The bishop responded to one Twitter user who demanded to know how ordinary Catholics could demand an investigation into Viganò’s allegations.  

“How do sheep demand it?” asked John Lewandowski. “Our bishops do nothing to get to the truth and our Pope remains silent,” he continued, adding: “Faithful shepherds, bishops who believe in the Eucharist & pray the rosary need to join and together force the truth be shared while preaching the Christ’s Gospel, not another gospel.” 

Strickland replied by saying that Lewandowski was right, but that the faithful also have “a strong voice.”  

Like others who responded to the Bishop of Tyler, Lewandowski asked for suggestions for concrete action. 

“First pray, then write letters: keep them brief and to the point,” Strickland answered.

Viganò had told the Washington Post that Pope Francis is “doing close to nothing” to expose and bring to justice leading churchmen who have covered up clerical sexual abuse. The former nuncio named Cardinal Donald Wurel as an example. He also detailed a “horrible case” in which a Polish seminarian wrote to Pope Francis to complain of sexual aggression he had witnessed at a Vatican pre-seminary. 

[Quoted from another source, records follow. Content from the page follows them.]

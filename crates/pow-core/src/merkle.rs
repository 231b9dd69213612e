//! Merkle tree commitments over transaction ids.
//!
//! [`MerkleTree`] is append-only and caches interior hashes, so re-reading
//! the root after changing a single leaf (the coinbase, when the extranonce
//! rolls) only rehashes one path.

use thiserror::Error;

use crate::hash::double_sha256;
use crate::sha256::RawDigest;

/// Merkle tree errors.
#[derive(Debug, Clone, PartialEq, Eq, Error)]
pub enum MerkleError {
    #[error("leaf index {index} out of range for {len} leaves")]
    IndexOutOfRange { index: usize, len: usize },
}

#[derive(Debug, Clone)]
enum Node {
    Leaf(RawDigest),
    Branch {
        cache: Option<RawDigest>,
        left: usize,
        right: Option<usize>,
    },
}

/// Incrementally built binary hash tree.
///
/// Nodes live in an arena and each is referenced by exactly one parent. The
/// tree is always complete to the minimum depth that holds its leaves, filled
/// left to right.
#[derive(Debug, Clone)]
pub struct MerkleTree {
    nodes: Vec<Node>,
    root: Option<usize>,
    depth: u32,
    leaves: Vec<RawDigest>,
}

impl Default for MerkleTree {
    fn default() -> Self {
        Self::new()
    }
}

impl MerkleTree {
    /// An empty tree.
    pub fn new() -> Self {
        MerkleTree {
            nodes: Vec::new(),
            root: None,
            depth: 1,
            leaves: Vec::new(),
        }
    }

    /// Number of leaves.
    pub fn len(&self) -> usize {
        self.leaves.len()
    }

    pub fn is_empty(&self) -> bool {
        self.leaves.is_empty()
    }

    /// Levels of branches above the leaves.
    pub fn depth(&self) -> u32 {
        self.depth
    }

    /// Leaf hashes in insertion order.
    pub fn leaves(&self) -> &[RawDigest] {
        &self.leaves
    }

    /// Append a leaf, growing the tree first if it is full.
    pub fn append(&mut self, hash: RawDigest) {
        let count = self.leaves.len();
        if count >= 2 && count.is_power_of_two() {
            self.grow();
        }

        let leaf = self.push(Node::Leaf(hash));
        self.leaves.push(hash);

        match self.root {
            None => self.root = Some(self.build_path(leaf, self.depth)),
            Some(root) => {
                let appended = self.insert(root, leaf, self.depth);
                debug_assert!(appended, "tree was grown before append");
            }
        }
    }

    /// Replace the hash of an existing leaf.
    pub fn update(&mut self, index: usize, hash: RawDigest) -> Result<(), MerkleError> {
        let len = self.leaves.len();
        let out_of_range = MerkleError::IndexOutOfRange { index, len };
        let mut node = self.root.filter(|_| index < len).ok_or(out_of_range.clone())?;

        for level in (0..self.depth).rev() {
            let next = match &mut self.nodes[node] {
                Node::Branch { cache, left, right } => {
                    *cache = None;
                    if (index >> level) & 1 == 0 {
                        Some(*left)
                    } else {
                        *right
                    }
                }
                Node::Leaf(_) => None,
            };
            node = next.ok_or(out_of_range.clone())?;
        }

        self.nodes[node] = Node::Leaf(hash);
        self.leaves[index] = hash;
        Ok(())
    }

    /// The root commitment, recomputing any invalidated branches.
    ///
    /// An empty tree commits to all zeros and a single leaf is its own root.
    pub fn root_hash(&mut self) -> RawDigest {
        match (self.root, self.leaves.len()) {
            (None, _) => [0u8; 32],
            (Some(_), 1) => self.leaves[0],
            (Some(root), _) => self.refresh(root),
        }
    }

    fn push(&mut self, node: Node) -> usize {
        self.nodes.push(node);
        self.nodes.len() - 1
    }

    /// Wrap the current root as the left child of a new root.
    fn grow(&mut self) {
        if let Some(old_root) = self.root {
            let new_root = self.push(Node::Branch {
                cache: None,
                left: old_root,
                right: None,
            });
            self.root = Some(new_root);
            self.depth += 1;
        }
    }

    /// Build a chain of `height` branches above `leaf`, returning its top.
    fn build_path(&mut self, leaf: usize, height: u32) -> usize {
        let mut child = leaf;
        for _ in 0..height {
            child = self.push(Node::Branch {
                cache: None,
                left: child,
                right: None,
            });
        }
        child
    }

    /// Place `leaf` in the leftmost free slot under the branch `node`, whose
    /// children sit `depth - 1` levels above the leaves.
    fn insert(&mut self, node: usize, leaf: usize, depth: u32) -> bool {
        let (left, right) = match self.nodes[node] {
            Node::Branch { left, right, .. } => (left, right),
            Node::Leaf(_) => return false,
        };

        let mut appended = depth > 1 && self.insert(left, leaf, depth - 1);
        if !appended {
            appended = match right {
                Some(right) => depth > 1 && self.insert(right, leaf, depth - 1),
                None => {
                    let subtree = self.build_path(leaf, depth - 1);
                    if let Node::Branch { right, .. } = &mut self.nodes[node] {
                        *right = Some(subtree);
                    }
                    true
                }
            };
        }

        if appended {
            if let Node::Branch { cache, .. } = &mut self.nodes[node] {
                *cache = None;
            }
        }
        appended
    }

    fn refresh(&mut self, node: usize) -> RawDigest {
        let (left, right) = match self.nodes[node] {
            Node::Leaf(hash) => return hash,
            Node::Branch { cache: Some(hash), .. } => return hash,
            Node::Branch { cache: None, left, right } => (left, right),
        };

        let left_hash = self.refresh(left);
        // Odd count: the last hash on a level is paired with itself.
        let right_hash = match right {
            Some(right) => self.refresh(right),
            None => left_hash,
        };

        let hash = hash_pair(&left_hash, &right_hash);
        if let Node::Branch { cache, .. } = &mut self.nodes[node] {
            *cache = Some(hash);
        }
        hash
    }
}

fn hash_pair(left: &RawDigest, right: &RawDigest) -> RawDigest {
    let mut combined = [0u8; 64];
    combined[..32].copy_from_slice(left);
    combined[32..].copy_from_slice(right);
    double_sha256(&combined)
}

/// Compute the merkle root from a list of transaction IDs by flat pairwise
/// level construction.
///
/// For a single transaction the merkle root is simply the txid itself.
pub fn compute_merkle_root(txids: &[RawDigest]) -> RawDigest {
    if txids.is_empty() {
        return [0u8; 32];
    }

    let mut current_level: Vec<RawDigest> = txids.to_vec();

    while current_level.len() > 1 {
        current_level = current_level
            .chunks(2)
            .map(|pair| match pair {
                [left, right] => hash_pair(left, right),
                [single] => hash_pair(single, single),
                _ => unreachable!("chunks(2) yields one or two items"),
            })
            .collect();
    }

    current_level[0]
}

Viganò alleged that leading prelates including the then-Bishop of Como, Diego Coletti;  Cardinal Angelo Comastri, Vicar General of Pope Francis for Vatican City; and Cardinal Coccopalmerio, then president of the Pontifical Council for Legislative Texts, tried to quash an investigation into the complaints. Ultimately the whistleblower, Kamil Jarzembowski, was expelled from the seminary, and the seminarian he accused of abuse was ordained in 2017. 

The former nuncio also stated that Francis had “essentially ignored a terrifying dossier” outlining crimes allegedly committed by Archbishop Edgar Peña Parra, the pontiff’s choice as the new Substitute at the Secretariat of State. 

“You ask me if I see any signs that the Vatican, under Pope Francis, is taking proper steps to address the serious issues of abuse,” Viganò said to his Washington Post interviewer. 

“My answer is simple: Pope Francis himself is covering up abuse right now, as he did for McCarrick.”

After LifeSiteNews published Viganò’s first testimony last August, Bishop Stickland wrote to all the priests of his diocese saying that he found the allegations against Pope Francis and some senior cardinals to be “credible,” and called for a “thorough investigation.” He asked his clergy to include his letter in the masses on August 26,  2018, and to post it on their websites and other social media.

“Let us be clear that they are still allegations but as your shepherd I find them to be credible,”  Strickland wrote. “Using this standard the response must be a thorough investigation similar to those conducted any time allegations are deemed to be credible.”

“I do not have the authority to launch such an investigation but I will lend my voice in whatever way necessary to call for this investigation and urge that it’s findings demand accountability of all found to be culpable even at the highest levels of the Church,” he added.